Unpressurized airplanes can have dozens of entry points: wings, ailerons, flaps, horizontal and vertical surfaces. Pressurized airplanes have similar passages into the airframe-the only real differences involve the passenger cabin. When any water leaking in pools itself, it will freeze when the airplane climbs to sub-freezing altitudes or when the freezing level is at the surface. Period. If it rains hard enough and long enough, some water is going to find its way into any airframe parked in the precip. Plan on it.

So the best and easiest way to counter the threat of internal ice is also the most-logical and simplest: hangar it ahead of rainstorms. For those times when the hangar solution is unavailable, see the sidebar above for some simple steps to help drain the frame.

Divert, descend: No Delay

If you find yourself with issues such as “jammed” controls or any other problem in which the prior presence of rain and sub-freezing conditions makes you suspect internal ice issues, try some of these countermeasures:

First, do a controllability check to determine if you can maneuver in any axis and if so, which ones. Disengage the autopilot if its activated, and hand-fly. For now, dont fiddle with power settings. Well get to those, but right now, you need to determine what works and what doesnt; changing a bunch of settings only adds to the confusion. Note the outside air temperature and try to remember how long its been that cold.
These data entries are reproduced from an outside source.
//! Whole games played through the public scene API, no window or GPU.

use std::rc::Rc;

use image::RgbaImage;
use tictactoe::app::GameEnv;
use tictactoe::scene_game::board::{CellOwner, GameOutcome, Player};
use tictactoe::scene_game::{SceneGame, Tally};
use tictactoe::theme::Theme;
use tictactoe_ui::{
    Color, DrawCommand, DrawList, GlyphRasterizer, InputEvent, LoopControl, PointerButton,
    Resources, Scene, SceneManager, Widget,
};

struct FixedWidth;

impl GlyphRasterizer for FixedWidth {
    fn rasterize(&self, text: &str, px: f32, _color: Color) -> RgbaImage {
        RgbaImage::new(text.len().max(1) as u32 * 8, px as u32)
    }
}

fn env() -> GameEnv {
    GameEnv {
        resources: Rc::new(Resources::with_rasterizer(FixedWidth)),
        theme: Rc::new(Theme::load().unwrap()),
    }
}

fn click(scene: &mut SceneGame, (x, y): (f32, f32)) {
    let button = PointerButton::Primary;
    scene.on_process_event(&InputEvent::PointerMoved { x, y });
    scene.on_process_event(&InputEvent::PointerDown { x, y, button });
    scene.on_process_event(&InputEvent::PointerUp { x, y, button });
}

fn play(scene: &mut SceneGame, moves: &[(usize, usize)]) {
    for &(row, col) in moves {
        let center = scene.board().item(row, col).control().bounds().center();
        click(scene, center);
    }
}

fn restart(scene: &mut SceneGame) {
    // restart sits centered in the play area, 40 px above the bottom
    click(scene, (420.0, 424.0));
}

#[test]
fn test_three_games_tallied() {
    let _ = env_logger::builder().is_test(true).try_init();
    let mut scene = SceneGame::on_new(&env()).unwrap();

    // column win for player two
    play(&mut scene, &[(0, 0), (0, 1), (2, 2), (1, 1), (1, 0), (2, 1)]);
    assert_eq!(scene.board().outcome(), GameOutcome::Win(Player::Two));

    restart(&mut scene);
    assert_eq!(scene.board().turns_played(), 0);

    // X O X / X O O / O X X
    play(
        &mut scene,
        &[(0, 0), (0, 1), (0, 2), (1, 1), (1, 0), (1, 2), (2, 1), (2, 0), (2, 2)],
    );
    assert_eq!(scene.board().outcome(), GameOutcome::Draw);

    restart(&mut scene);
    play(&mut scene, &[(0, 0), (1, 0), (1, 1), (2, 0), (2, 2)]);

    assert_eq!(
        scene.tally(),
        Tally {
            player1_wins: 1,
            player2_wins: 1,
            draws: 1,
        }
    );
    assert_eq!(scene.sidebar().counts(), ["1", "1", "1"]);
}

#[test]
fn test_clicks_after_game_over_change_nothing() {
    let mut scene = SceneGame::on_new(&env()).unwrap();
    play(&mut scene, &[(0, 0), (1, 0), (0, 1), (1, 1), (0, 2)]);
    play(&mut scene, &[(2, 2), (2, 1)]);

    assert_eq!(scene.board().turns_played(), 5);
    assert_eq!(scene.board().item(2, 2).owner(), CellOwner::Unclaimed);
    assert_eq!(scene.tally().player1_wins, 1);
}

#[test]
fn test_claimed_cells_show_player_marks() {
    // player icons are read from images/ next to Cargo.toml
    let mut scene = SceneGame::on_new(&env()).unwrap();
    play(&mut scene, &[(1, 1), (0, 0)]);

    let one = scene.board().item(1, 1).control().icon().unwrap();
    let two = scene.board().item(0, 0).control().icon().unwrap();
    assert_ne!(one.bitmap().unwrap().id(), two.bitmap().unwrap().id());
}

#[test]
fn test_manager_frames_until_quit() {
    let mut scenes = SceneManager::new(env());
    scenes.go_to::<SceneGame>().unwrap();

    let mut list = DrawList::new();
    let frame = scenes.run_frame(Vec::new(), 1.0 / 60.0, &mut list);
    assert_eq!(frame, LoopControl::Continue);
    assert_eq!(list.clear_color(), Color::BLACK);
    // the board background is the first thing drawn
    assert!(matches!(
        list.commands()[0],
        DrawCommand::Fill { color, .. } if color == Color::rgb(80, 160, 160)
    ));

    let frame = scenes.run_frame(vec![InputEvent::Quit], 1.0 / 60.0, &mut list);
    assert_eq!(frame, LoopControl::Quit);
    assert!(!scenes.has_scene());
}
Once youve identified and confirmed a jammed control system, gently try to work it. Avoid, however, putting so much force on a control linkage that something might break. Remember, cold makes metal more brittle and anything already taxed or deteriorated may, with the application of excessive force, decide to give up altogether. The exception: If its life-and-death, of course, then applying lots of force may take precedent over crashing. But, a jammed control at altitude isnt life and death. Youve got time and fuel to work the problem; dont panic, fly the airplane and come up with a plan.

Even if you resolve the jammed control, its probably a good idea to consider diverting. In any case, you want warmer air. Descending out of the cold air in many cases will be all you need to start things thawing.

But if merely descending wont get you into warmer air-or a good bolt hole isnt available due to weather on the surface or prevailing winds-diverting is your next best option. Presuming the control jam occurred soon after takeoff, turning around and heading back to your departure airport might be a good bet. Consult with ATC and/or flight service to find the closest warm air; sometimes it can be only a few miles, or feet.

And if you deem the situation serious enough, get ATC involved and declare an emergency; it never hurts to have them on your side.

Clear-Air Icing?

Of course, weve long known of, respected and even feared the prospects of airframe icing the old-fashioned way: flying a freezing airframe through visible moisture, be it rain or cloud.

But one unusual type of icing threat exists, one not generally forecast and possible without encountering visible moisture: Dew or condensation from clear air, in-flight. This has been seen to occur in high humidity conditions when the OAT hovered both slightly below freezing and just above the dew point.

When moisture in such saturated air strikes the sub-freezing airframe, it reacts to the temperature drop by condensing and then freezes. No clouds, no rain-and no way out save finding lower humidity or higher temps.

In a number of cases weve heard of-and two weve seen first-hand-the solution was a few miles away to where temperatures plunged so far below freezing that the dew point dropped even further thanks to the much drier air-or, put another way, lower relative humidity.

Though clear-air icing might be an extreme condition, its not at all uncommon for an airplane left on a ramp in the rain to collect water. If that water freezes, it can present real problems. Prevention is the best cure-put it in a hangar, or use a cabin cover and consider taping over obvious entry points.

The accident record is littered with cold-weather events that can be traced to unknown icing. Dont add to that record.